In the present study, we investigated the role of the IAP family members in the oral cancer cell line. Compared with the control group, cells treated with limocitrin decreased cIAP-1, XIAP, and HSP-27 protein expression. In addition, we wanted to find out if IAP knockdown could make oral cancer cells more susceptible to apoptosis and how much each of cIAP-1, XIAP, and HSP-27 contributes to this process. Protein-level knockdown of cIAP-1, XIAP, and HSP-27, either separately or in combination, was further assessed by western blotting (Fig. 6C–E), which showed a notable decrease in the targeted protein. Si-XIAP decreased cleaved caspase-3 expression. XIAP directly inhibits the activity of caspase-3 expression to induce the apoptotic cascade25. Furthermore, XIAP knockdown decreased cleaved PARP, caspase-3, and caspase-8, which was reversed after limocitrin treatment. This data suggests that limocitrin induced apoptosis by inhibiting XIAP expression and by inducing cleaved caspase-3 and -8 expression.

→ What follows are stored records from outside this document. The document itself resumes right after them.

//! End-to-end behaviour of the grid controller against in-process sources.

use std::collections::HashMap;
use std::sync::Mutex;

use artgrid_lib::GridController;
use artgrid_lib::api::MemorySource;
use artgrid_lib::api::Page;
use artgrid_lib::api::PageRequest;
use artgrid_lib::api::PageSource;
use artgrid_lib::error::ApiError;
use artgrid_lib::error::Error;
use artgrid_lib::error::PageError;
use artgrid_lib::model::Record;
use artgrid_lib::model::RecordId;
use artgrid_lib::pager::LoadOutcome;
use artgrid_lib::pager::LoaderConfig;
use async_trait::async_trait;
use tokio::sync::oneshot;

fn artworks(total: i64) -> MemorySource {
    MemorySource::new(
        (1..=total)
            .map(|id| {
                Record::new(id)
                    .set("title", format!("Artwork {id}"))
                    .set("date_start", 1800 + id)
            })
            .collect(),
    )
}

fn ids(range: std::ops::RangeInclusive<i64>) -> Vec<RecordId> {
    range.map(RecordId).collect()
}

fn visible_ids<S>(controller: &GridController<S>) -> Vec<RecordId> {
    controller.rows().iter().map(|row| row.record.id()).collect()
}

/// Holds back pages until the test releases them.
struct GatedSource {
    inner: MemorySource,
    gates: Mutex<HashMap<u32, oneshot::Receiver<()>>>,
}

impl GatedSource {
    fn new(inner: MemorySource) -> Self {
        Self {
            inner,
            gates: Mutex::new(HashMap::new()),
        }
    }

    fn gate(&self, page: u32) -> oneshot::Sender<()> {
        let (tx, rx) = oneshot::channel();
        self.gates.lock().unwrap().insert(page, rx);
        tx
    }
}

#[async_trait]
impl PageSource for GatedSource {
    async fn fetch_page(&self, request: PageRequest) -> Result<Page, Error> {
        let gate = self.gates.lock().unwrap().remove(&request.page);
        if let Some(rx) = gate {
            let _ = rx.await;
        }
        Ok(self.inner.page(request))
    }
}

/// Fails pages listed in `failing`; serves the rest from memory.
struct FailingSource {
    inner: MemorySource,
    failing: Mutex<Vec<u32>>,
}

#[async_trait]
impl PageSource for FailingSource {
    async fn fetch_page(&self, request: PageRequest) -> Result<Page, Error> {
        if self.failing.lock().unwrap().contains(&request.page) {
            return Err(ApiError::parse("unexpected end of input").into());
        }
        Ok(self.inner.page(request))
    }
}

async fn settle<F: Fn() -> bool>(done: F) {
    for _ in 0..100 {
        if done() {
            return;
        }
        tokio::task::yield_now().await;
    }
    panic!("condition never became true");
}

#[tokio::test]
async fn test_selection_survives_page_round_trip() {
    let controller = GridController::new(artworks(45), LoaderConfig::default()).unwrap();
    controller.initialize().await.unwrap();
    let page_one = controller.rows();

    controller.on_toggle(RecordId(3), true);
    controller.on_page_change(2).await.unwrap();
    assert_eq!(visible_ids(&controller), ids(11..=20));

    controller.on_toggle(RecordId(12), true);
    controller.on_select_all(true);
    controller.on_toggle(RecordId(15), false);

    controller.on_page_change(1).await.unwrap();
    let rows = controller.rows();
    assert_eq!(
        rows.iter().map(|row| &row.record).collect::<Vec<_>>(),
        page_one.iter().map(|row| &row.record).collect::<Vec<_>>()
    );
    assert!(rows.iter().find(|row| row.record.id() == RecordId(3)).unwrap().selected);

    let mut expected = ids(11..=20);
    expected.retain(|id| *id != RecordId(15));
    expected.insert(0, RecordId(3));
    assert_eq!(controller.selected_ids(), expected);
}

#[tokio::test]
async fn test_bulk_selection_reaches_pages_not_yet_loaded() {
    let controller = GridController::new(artworks(45), LoaderConfig::default()).unwrap();
    controller.initialize().await.unwrap();
    controller.on_toggle(RecordId(1), true);

    let map = controller.submit_bulk_selection("2, 33, x, 41abc");
    assert_eq!(map.selected_ids(), vec![RecordId(1), RecordId(2), RecordId(33), RecordId(41)]);
    assert!(!controller.header_checked());

    controller.on_page_change(4).await.unwrap();
    let selected: Vec<RecordId> = controller
        .rows()
        .into_iter()
        .filter(|row| row.selected)
        .map(|row| row.record.id())
        .collect();
    assert_eq!(selected, vec![RecordId(33)]);

    controller.on_page_change(5).await.unwrap();
    assert_eq!(visible_ids(&controller), ids(41..=45));
    assert!(controller.is_selected(RecordId(41)));
}

#[tokio::test]
async fn test_only_latest_page_becomes_visible() {
    let source = GatedSource::new(artworks(50));
    let release_two = source.gate(2);
    let release_three = source.gate(3);
    let controller = GridController::new(source, LoaderConfig::default()).unwrap();
    controller.initialize().await.unwrap();

    let (two, three, ()) = tokio::join!(
        controller.on_page_change(2),
        controller.on_page_change(3),
        async {
            settle(|| controller.pagination().loading).await;
            // both requests are pending; the old page is still readable
            assert_eq!(visible_ids(&controller), ids(1..=10));

            release_three.send(()).unwrap();
            settle(|| controller.pagination().current_page == 3).await;
            assert!(!controller.pagination().loading);

            release_two.send(()).unwrap();
        }
    );

    assert_eq!(three.unwrap(), LoadOutcome::Applied { page: 3 });
    assert_eq!(two.unwrap(), LoadOutcome::Superseded { page: 2, latest: 3 });
    assert_eq!(controller.pagination().current_page, 3);
    assert_eq!(visible_ids(&controller), ids(21..=30));
}

#[tokio::test]
async fn test_selection_is_usable_while_a_fetch_is_pending() {
    let source = GatedSource::new(artworks(30));
    let release = source.gate(2);
    let controller = GridController::new(source, LoaderConfig::default()).unwrap();
    controller.initialize().await.unwrap();

    let (loaded, ()) = tokio::join!(controller.on_page_change(2), async {
        settle(|| controller.pagination().loading).await;
        controller.on_select_all(true);
        controller.submit_bulk_selection("25");
        assert!(controller.header_checked());
        release.send(()).unwrap();
    });

    loaded.unwrap();
    assert_eq!(controller.selected_ids().len(), 11);
    assert!(!controller.header_checked());
    assert!(controller.is_selected(RecordId(25)));
}

#[tokio::test]
async fn test_out_of_range_page_is_rejected() {
    let controller = GridController::new(artworks(50), LoaderConfig::default()).unwrap();
    controller.initialize().await.unwrap();
    assert_eq!(controller.pagination().page_count, 5);

    let before_rows = controller.rows();
    let before_view = controller.pagination();

    let err = controller.on_page_change(6).await.unwrap_err();
    assert!(matches!(
        err,
        Error::Page(PageError::OutOfRange {
            requested: 6,
            page_count: 5
        })
    ));
    assert_eq!(controller.rows(), before_rows);
    assert_eq!(controller.pagination(), before_view);
    assert_eq!(controller.last_error(), None);
}

#[tokio::test]
async fn test_fetch_failure_is_reported_not_applied() {
    let source = FailingSource {
        inner: artworks(30),
        failing: Mutex::new(vec![2]),
    };
    let controller = GridController::new(source, LoaderConfig::default()).unwrap();
    controller.initialize().await.unwrap();
    controller.on_toggle(RecordId(4), true);

    let err = controller.on_page_change(2).await.unwrap_err();
    assert!(matches!(err, Error::Api(ApiError::Parse { .. })));
    assert_eq!(visible_ids(&controller), ids(1..=10));
    assert!(!controller.pagination().loading);
    assert!(controller.last_error().is_some());
    assert!(controller.is_selected(RecordId(4)));

    controller.loader().source().failing.lock().unwrap().clear();
    controller.next_page().await.unwrap();
    assert_eq!(controller.pagination().current_page, 2);
    assert_eq!(controller.last_error(), None);
}

#[tokio::test]
async fn test_initialize_only_once() {
    let controller = GridController::new(artworks(5), LoaderConfig::default()).unwrap();
    controller.initialize().await.unwrap();

    let err = controller.initialize().await.unwrap_err();
    assert!(matches!(err, Error::Page(PageError::AlreadyInitialized)));
    assert_eq!(controller.pagination().current_page, 1);
}

#[tokio::test]
async fn test_custom_page_size() {
    let config = LoaderConfig::default().with_page_size(4);
    let controller = GridController::new(artworks(10), config).unwrap();
    controller.initialize().await.unwrap();

    assert_eq!(controller.pagination().page_count, 3);
    controller.on_page_change(3).await.unwrap();
    assert_eq!(visible_ids(&controller), ids(9..=10));
}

In conclusion, our results reveal a unique action mechanism of limocitrin on ERK signaling pathways (Fig. 7). Limocitrin triggers cell apoptosis by inducing Bak, Bax and decreasing Bcl2 and Bcl-xL expression; it may lead to cell cycle arrest at the G2/M phase by inhibiting the activity of cell cycle proteins such as cyclin E1, E2, CDK2, CDK4, and CDK6, thereby increasing p21 expression. Limocitrin treatment significantly decreased ERK phosphorylation and further combination of ERK inhibitor (U0126) with limocitrin-induced cleaved caspase-3, -8, and PARP expression in both SCC-9 and SCC-40 cell lines. Limocitrin induced apoptosis in oral cancer cells by inhibiting XIAP expression, which further induced caspase-3 and caspase-8 expression. These findings highlight the potential of G-Rh2 as a therapeutic agent for the treatment of oral cancer.

Fig. 7
figure 7

The schematic diagram of limocitrin-induced apoptosis in oral cancer cells.